Having been a politician who believes in truthful, open and transparent government, I completely agree with my fellow island developer/artist.

Actions always speak louder than words, and the concealing of truths by politicians, from those they represent, is an unforgivable betrayal of trust.

I am often taken to task for articles I have written, or speeches I have given.

However, seldom do I meet someone who can give me a good, unemotional and rational argument to contradict what I say.

Last summer, a friend of mine related a rather amusing story. He had just been speaking with a mutual acquaintance who said something to the effect, “I don’t understand it. People either really like Eric Booth, or they really dislike him. I know Eric, and I just don’t get why there is such a 50/50 polarized, kneejerk response to even the utterance of his name.”

I laughed out loud when I was told this tale. It has been my experience that most negative responses to my musings are ad hominem attacks on me ala – “I don’t want to discuss what he said, he just…well…he just shouldn’t have said what he said…and….because he said it, he’s a jerk.”
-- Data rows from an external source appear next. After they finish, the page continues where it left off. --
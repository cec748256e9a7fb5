use crate::config::DatabaseConfig;
use crate::error::{IngestionError, Result};
use anyhow::Context;
use async_trait::async_trait;
use chrono::{DateTime, Utc};
use serde::{Deserialize, Serialize};
use sqlx::postgres::{PgPool, PgPoolOptions};
use sqlx::FromRow;
use std::collections::HashMap;
use std::fmt;
use std::str::FromStr;
use std::sync::RwLock;
use std::time::Duration;
use tracing::{debug, info, instrument};
use uuid::Uuid;

/// Lifecycle of an ingestion job
#[derive(Debug, Clone, Copy, PartialEq, Eq, Hash, Serialize, Deserialize)]
#[serde(rename_all = "snake_case")]
pub enum JobStatus {
    Queued,
    Downloading,
    Uploading,
    Staged,
    AwaitingUpload,
    Completed,
    Failed,
}

impl JobStatus {
    pub fn as_str(&self) -> &'static str {
        match self {
            JobStatus::Queued => "queued",
            JobStatus::Downloading => "downloading",
            JobStatus::Uploading => "uploading",
            JobStatus::Staged => "staged",
            JobStatus::AwaitingUpload => "awaiting_upload",
            JobStatus::Completed => "completed",
            JobStatus::Failed => "failed",
        }
    }

    pub fn is_terminal(&self) -> bool {
        matches!(self, JobStatus::Completed | JobStatus::Failed)
    }
}

impl fmt::Display for JobStatus {
    fn fmt(&self, f: &mut fmt::Formatter<'_>) -> fmt::Result {
        f.write_str(self.as_str())
    }
}

impl FromStr for JobStatus {
    type Err = IngestionError;

    fn from_str(s: &str) -> Result<Self> {
        match s {
            "queued" => Ok(JobStatus::Queued),
            "downloading" => Ok(JobStatus::Downloading),
            "uploading" => Ok(JobStatus::Uploading),
            "staged" => Ok(JobStatus::Staged),
            "awaiting_upload" => Ok(JobStatus::AwaitingUpload),
            "completed" => Ok(JobStatus::Completed),
            "failed" => Ok(JobStatus::Failed),
            other => Err(IngestionError::Corrupt(format!("unknown job status '{}'", other))),
        }
    }
}

/// Persisted ingestion job
#[derive(Debug, Clone, Serialize)]
pub struct IngestionJob {
    pub id: Uuid,
    /// Owning user
    pub user_id: String,
    /// Source URL, or original filename for uploads
    pub source_url: String,
    pub status: JobStatus,
    pub s3_bucket: Option<String>,
    pub s3_key: Option<String>,
    pub size_bytes: Option<i64>,
    /// Lowercase hex SHA-256 of the stored bytes
    pub sha256: Option<String>,
    pub error: Option<String>,
    pub created_at: DateTime<Utc>,
    pub updated_at: DateTime<Utc>,
}

/// Final metadata recorded when a job completes
#[derive(Debug, Clone, PartialEq)]
pub struct Completion {
    pub bucket: String,
    pub key: String,
    pub size_bytes: i64,
    pub sha256: Option<String>,
}

#[async_trait]
pub trait JobStore: Send + Sync {
    async fn create(&self, user_id: &str, source_url: &str, status: JobStatus)
        -> Result<IngestionJob>;

    async fn get(&self, id: Uuid) -> Result<Option<IngestionJob>>;

    /// Move a non-terminal job to `status`
    async fn set_status(&self, id: Uuid, status: JobStatus) -> Result<()>;

    async fn complete(&self, id: Uuid, completion: &Completion) -> Result<()>;

    async fn fail(&self, id: Uuid, error: &str) -> Result<()>;

    /// Newest completed jobs for a user
    async fn recent_completed(&self, user_id: &str, limit: i64) -> Result<Vec<IngestionJob>>;

    /// Cheap connectivity check for readiness probes
    async fn ping(&self) -> Result<()>;
}

#[derive(Debug, FromRow)]
struct JobRow {
    id: Uuid,
    user_id: String,
    source_url: String,
    status: String,
    s3_bucket: Option<String>,
    s3_key: Option<String>,
    size_bytes: Option<i64>,
    sha256: Option<String>,
    error: Option<String>,
    created_at: DateTime<Utc>,
    updated_at: DateTime<Utc>,
}

impl TryFrom<JobRow> for IngestionJob {
    type Error = IngestionError;

    fn try_from(row: JobRow) -> Result<Self> {
        Ok(IngestionJob {
            id: row.id,
            user_id: row.user_id,
            source_url: row.source_url,
            status: row.status.parse()?,
            s3_bucket: row.s3_bucket,
            s3_key: row.s3_key,
            size_bytes: row.size_bytes,
            sha256: row.sha256,
            error: row.error,
            created_at: row.created_at,
            updated_at: row.updated_at,
        })
    }
}

const JOB_COLUMNS: &str = "id, user_id, source_url, status, s3_bucket, s3_key, \
                           size_bytes, sha256, error, created_at, updated_at";

/// Job store for ingestion records in PostgreSQL
pub struct PgJobStore {
    pool: PgPool,
}

impl PgJobStore {
    /// Create a new job store with connection pool
    pub async fn new(config: &DatabaseConfig) -> anyhow::Result<Self> {
        let pool = PgPoolOptions::new()
            .max_connections(config.max_connections)
            .min_connections(config.min_connections)
            .acquire_timeout(Duration::from_secs(config.connect_timeout_secs))
            .idle_timeout(Some(Duration::from_secs(config.idle_timeout_secs)))
            .connect(&config.url)
            .await
            .context("Failed to connect to PostgreSQL")?;

        info!("Connected to PostgreSQL database");

        Ok(Self { pool })
    }

    /// Run database migrations
    pub async fn run_migrations(&self) -> anyhow::Result<()> {
        info!("Running database migrations");

        sqlx::migrate!("./migrations")
            .run(&self.pool)
            .await
            .context("Failed to run migrations")?;

        info!("Database migrations completed");
        Ok(())
    }

    /// Get the connection pool (for health checks)
    pub fn pool(&self) -> &PgPool {
        &self.pool
    }
}

#[async_trait]
impl JobStore for PgJobStore {
    #[instrument(skip(self))]
    async fn create(
        &self,
        user_id: &str,
        source_url: &str,
        status: JobStatus,
    ) -> Result<IngestionJob> {
        let row = sqlx::query_as::<_, JobRow>(&format!(
            r#"
            INSERT INTO ingestion_jobs (id, user_id, source_url, status, created_at, updated_at)
            VALUES ($1, $2, $3, $4, NOW(), NOW())
            RETURNING {}
            "#,
            JOB_COLUMNS
        ))
        .bind(Uuid::new_v4())
        .bind(user_id)
        .bind(source_url)
        .bind(status.as_str())
        .fetch_one(&self.pool)
        .await?;

        let job = IngestionJob::try_from(row)?;
        debug!(job_id = %job.id, status = %job.status, "Ingestion job created");
        metrics::counter!("ingestion.jobs.created").increment(1);

        Ok(job)
    }

    async fn get(&self, id: Uuid) -> Result<Option<IngestionJob>> {
        let row = sqlx::query_as::<_, JobRow>(&format!(
            "SELECT {} FROM ingestion_jobs WHERE id = $1",
            JOB_COLUMNS
        ))
        .bind(id)
        .fetch_optional(&self.pool)
        .await?;

        row.map(IngestionJob::try_from).transpose()
    }

    #[instrument(skip(self))]
    async fn set_status(&self, id: Uuid, status: JobStatus) -> Result<()> {
        let result = sqlx::query(
            r#"
            UPDATE ingestion_jobs
            SET status = $2, updated_at = NOW()
            WHERE id = $1 AND status NOT IN ('completed', 'failed')
            "#,
        )
        .bind(id)
        .bind(status.as_str())
        .execute(&self.pool)
        .await?;

        if result.rows_affected() == 0 {
            return Err(IngestionError::Conflict(format!(
                "Job {} is missing or already finished",
                id
            )));
        }
        Ok(())
    }

    #[instrument(skip(self, completion))]
    async fn complete(&self, id: Uuid, completion: &Completion) -> Result<()> {
        let result = sqlx::query(
            r#"
            UPDATE ingestion_jobs
            SET status = 'completed', s3_bucket = $2, s3_key = $3,
                size_bytes = $4, sha256 = $5, error = NULL, updated_at = NOW()
            WHERE id = $1 AND status NOT IN ('completed', 'failed')
            "#,
        )
        .bind(id)
        .bind(&completion.bucket)
        .bind(&completion.key)
        .bind(completion.size_bytes)
        .bind(&completion.sha256)
        .execute(&self.pool)
        .await?;

        if result.rows_affected() == 0 {
            return Err(IngestionError::Conflict(format!(
                "Job {} is missing or already finished",
                id
            )));
        }
        Ok(())
    }

    #[instrument(skip(self))]
    async fn fail(&self, id: Uuid, error: &str) -> Result<()> {
        sqlx::query(
            r#"
            UPDATE ingestion_jobs
            SET status = 'failed', error = $2, updated_at = NOW()
            WHERE id = $1 AND status NOT IN ('completed', 'failed')
            "#,
        )
        .bind(id)
        .bind(error)
        .execute(&self.pool)
        .await?;

        Ok(())
    }

    async fn recent_completed(&self, user_id: &str, limit: i64) -> Result<Vec<IngestionJob>> {
        let rows = sqlx::query_as::<_, JobRow>(&format!(
            r#"
            SELECT {}
            FROM ingestion_jobs
            WHERE user_id = $1 AND status = 'completed'
            ORDER BY created_at DESC
            LIMIT $2
            "#,
            JOB_COLUMNS
        ))
        .bind(user_id)
        .bind(limit)
        .fetch_all(&self.pool)
        .await?;

        rows.into_iter().map(IngestionJob::try_from).collect()
    }

    async fn ping(&self) -> Result<()> {
        sqlx::query("SELECT 1").execute(&self.pool).await?;
        Ok(())
    }
}

/// In-process job store that also records every status a job passed through
#[derive(Default)]
pub struct MemoryJobStore {
    jobs: RwLock<HashMap<Uuid, IngestionJob>>,
    transitions: RwLock<HashMap<Uuid, Vec<JobStatus>>>,
}

impl MemoryJobStore {
    pub fn new() -> Self {
        Self::default()
    }

    /// Every status the job has held, oldest first
    pub fn transitions(&self, id: Uuid) -> Vec<JobStatus> {
        self.transitions
            .read()
            .unwrap_or_else(|e| e.into_inner())
            .get(&id)
            .cloned()
            .unwrap_or_default()
    }

    fn update<F>(&self, id: Uuid, apply: F) -> Result<()>
    where
        F: FnOnce(&mut IngestionJob),
    {
        let mut jobs = self.jobs.write().unwrap_or_else(|e| e.into_inner());
        let job = jobs
            .get_mut(&id)
            .filter(|job| !job.status.is_terminal())
            .ok_or_else(|| {
                IngestionError::Conflict(format!("Job {} is missing or already finished", id))
            })?;

        apply(job);
        job.updated_at = Utc::now();

        self.transitions
            .write()
            .unwrap_or_else(|e| e.into_inner())
            .entry(id)
            .or_default()
            .push(job.status);
        Ok(())
    }
}

#[async_trait]
impl JobStore for MemoryJobStore {
    async fn create(
        &self,
        user_id: &str,
        source_url: &str,
        status: JobStatus,
    ) -> Result<IngestionJob> {
        let now = Utc::now();
        let job = IngestionJob {
            id: Uuid::new_v4(),
            user_id: user_id.to_string(),
            source_url: source_url.to_string(),
            status,
            s3_bucket: None,
            s3_key: None,
            size_bytes: None,
            sha256: None,
            error: None,
            created_at: now,
            updated_at: now,
        };

        self.jobs
            .write()
            .unwrap_or_else(|e| e.into_inner())
            .insert(job.id, job.clone());
        self.transitions
            .write()
            .unwrap_or_else(|e| e.into_inner())
            .insert(job.id, vec![status]);

        Ok(job)
    }

    async fn get(&self, id: Uuid) -> Result<Option<IngestionJob>> {
        Ok(self
            .jobs
            .read()
            .unwrap_or_else(|e| e.into_inner())
            .get(&id)
            .cloned())
    }

    async fn set_status(&self, id: Uuid, status: JobStatus) -> Result<()> {
        self.update(id, |job| job.status = status)
    }

    async fn complete(&self, id: Uuid, completion: &Completion) -> Result<()> {
        self.update(id, |job| {
            job.status = JobStatus::Completed;
            job.s3_bucket = Some(completion.bucket.clone());
            job.s3_key = Some(completion.key.clone());
            job.size_bytes = Some(completion.size_bytes);
            job.sha256 = completion.sha256.clone();
            job.error = None;
        })
    }

    async fn fail(&self, id: Uuid, error: &str) -> Result<()> {
        match self.update(id, |job| {
            job.status = JobStatus::Failed;
            job.error = Some(error.to_string());
        }) {
            Err(IngestionError::Conflict(_)) => Ok(()),
            other => other,
        }
    }

    async fn recent_completed(&self, user_id: &str, limit: i64) -> Result<Vec<IngestionJob>> {
        let mut jobs: Vec<IngestionJob> = self
            .jobs
            .read()
            .unwrap_or_else(|e| e.into_inner())
            .values()
            .filter(|job| job.user_id == user_id && job.status == JobStatus::Completed)
            .cloned()
            .collect();

        jobs.sort_by(|a, b| b.created_at.cmp(&a.created_at));
        jobs.truncate(limit.max(0) as usize);
        Ok(jobs)
    }

    async fn ping(&self) -> Result<()> {
        Ok(())
    }
}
I’m sure that will resonate with many readers. Some will laugh, and some won’t.

So, here’s a Spring challenge for all of you out there who believe in truth, and open and transparent government (like Robert Bateman, Ghandi and me). Take a few minutes, pick any one of my posts to pick on, and send me your best rational arguments in disagreement with what I have said.

As long as you quote what I have actually said that you disagree with, your comments are “expletive deleted,” and you use your real name, I’ll post them. Perhaps we can have some unemotional, rational discussion and debate on island issues like RAR, community housing, carbon footprints, water, etc..  Tell us how you believe our current local government is acting in an open and transparent fashion. I want to hear your side of the stories, you’ve certainly heard mine.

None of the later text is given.